En ese tobogán hacia la ignominia, a los terroristas no les ha temblado la mano a la hora de llevarse por delante a los niños con tal de cazar a sus objetivos. Han hecho volar el coche de sus víctimas, perfectamente conscientes de que en ellos viajaban o iban a viajar también sus hijos. En el caso de los atentados con coche bomba a las casas cuartel de la Guardia Civil, lo menos que puede decirse es que descuentan por adelantado las familias que van a sucumbir en la explosión. "Las casas cuartel son objetivos militares", acostumbran a recitar los dirigentes de Batasuna, adelantándose al comunicado en el que la organización terrorista vendrá a refrendar la teoría de que todo vale. Si la muerte de los pequeños da medida de la decencia moral de un colectivo, habrá que convenir que las tragaderas de ese mundo alcanzan un alto grado de abyección que contamina sus objetivos políticos supremos. Ninguna patria que merezca la pena puede levantarse sobre los cadáveres, menos si se trata de niños. No significa que, a título individual, no haya gentes de Batasuna que lamenten el desenlace, aunque haya sido deliberadamente buscado; significa que no hay voces que surjan ahí para denunciar la insania criminal, que nadie actúa políticamente en consecuencia y que si lo hace, agacha rápidamente la cabeza en cuanto la vanguardia armada se pronuncia.
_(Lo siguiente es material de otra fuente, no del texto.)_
//! Desktop runner: `backdrop [page.json]`
//!
//! Loads a page description (the bundled demo page by default) and opens a
//! window per fluid-enabled surface. Set `RUST_LOG=info` for lifecycle logs.

use std::path::PathBuf;

use sim::StaticPage;

const DEMO_PAGE: &str = concat!(env!("CARGO_MANIFEST_DIR"), "/assets/demo_page.json");

fn main() {
    env_logger::init();

    let path = std::env::args()
        .nth(1)
        .map(PathBuf::from)
        .unwrap_or_else(|| PathBuf::from(DEMO_PAGE));

    let page = match StaticPage::load(&path) {
        Ok(page) => page,
        Err(e) => {
            log::error!("{}: {}", path.display(), e);
            std::process::exit(1);
        }
    };
    log::info!(
        "Loaded {} with {} surface(s), {} element(s)",
        path.display(),
        page.surfaces.len(),
        page.elements.len()
    );

    if let Err(e) = backdrop::app::run(page) {
        log::error!("{}", e);
        std::process::exit(1);
    }
}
Ocurrió tras el coche bomba al centro comercial de Hipercor en Barcelona, el 19 de junio de 1987 (cuatro niños entre los 21 fallecidos). La tibia reacción de algunos colectivos de Batasuna fue enseguida ahogada por la doctrina oficial del accidente atribuido a los inevitables y desgraciados daños colaterales. El asesinato de los niños sepultados por los escombros de las casas cuartel de Zaragoza, en diciembre de 1987 (cinco niñas), y de Vic, en mayo de 1991 (cinco niños), sólo suscitó el silencio cómplice en ese mundo.
Pero ¿qué ocurre con los niños heridos en los atentados y con los que asistieron en primera línea al asesinato de sus progenitores? ¿Cómo digerir ese horror y recuperar la estabilidad psicológica, cómo combatir el trauma y aprender a andar con esa carga por la vida? La otra cuestión inevitable es cómo hay que hacerle saber al niño que su padre, su madre, su abuelo, su hermana, no volverá más, que es inútil esperarle. Los psicólogos que colaboran con las asociaciones de víctimas intentan deshacer los nudos emocionales que bloquean en estos casos a los pequeños, muchos de los cuales acusan la fractura anímica en los estudios y en las relaciones afectivas. Palabras o imágenes capaces de convocar los recuerdos traumáticos sumen a los afectados en la desazón y el bloqueo emocional.
El arrope afectivo y la autoestima son, por supuesto, indispensables, y ése es un terreno en el que los ídolos de los chavales pueden desempeñar un gran papel. Alberto Muñagorri, el niño de 10 años que el 26 de junio de 1982 en Rentería dio una patada a un bulto abandonado en la calle -una mochila con bomba en su interior dejada la víspera por un activista de ETA-, encontraba consuelo en los guantes que le había regalado Luis Arconada, el portero de la Real Sociedad y de la selección española. Cuando se derrumbaba ante el dolor, Alberto pedía los guantes y se los ponía en el pecho. Eso parecía calmarle. También ahora los huérfanos que genera ETA buscan aliento y confianza en el abrazo de sus ídolos.
En otros casos, el desbloqueo se produce por caminos inesperados. Es el caso de una niña que recibió la carta de una mujer francesa víctima y testigo de la violencia nazi ejercida contra sus padres. Por encima de la diferencia de edad y de las distancias, cuajó una relación amistosa, una conexión afectiva en la que ambas encontraron consuelo.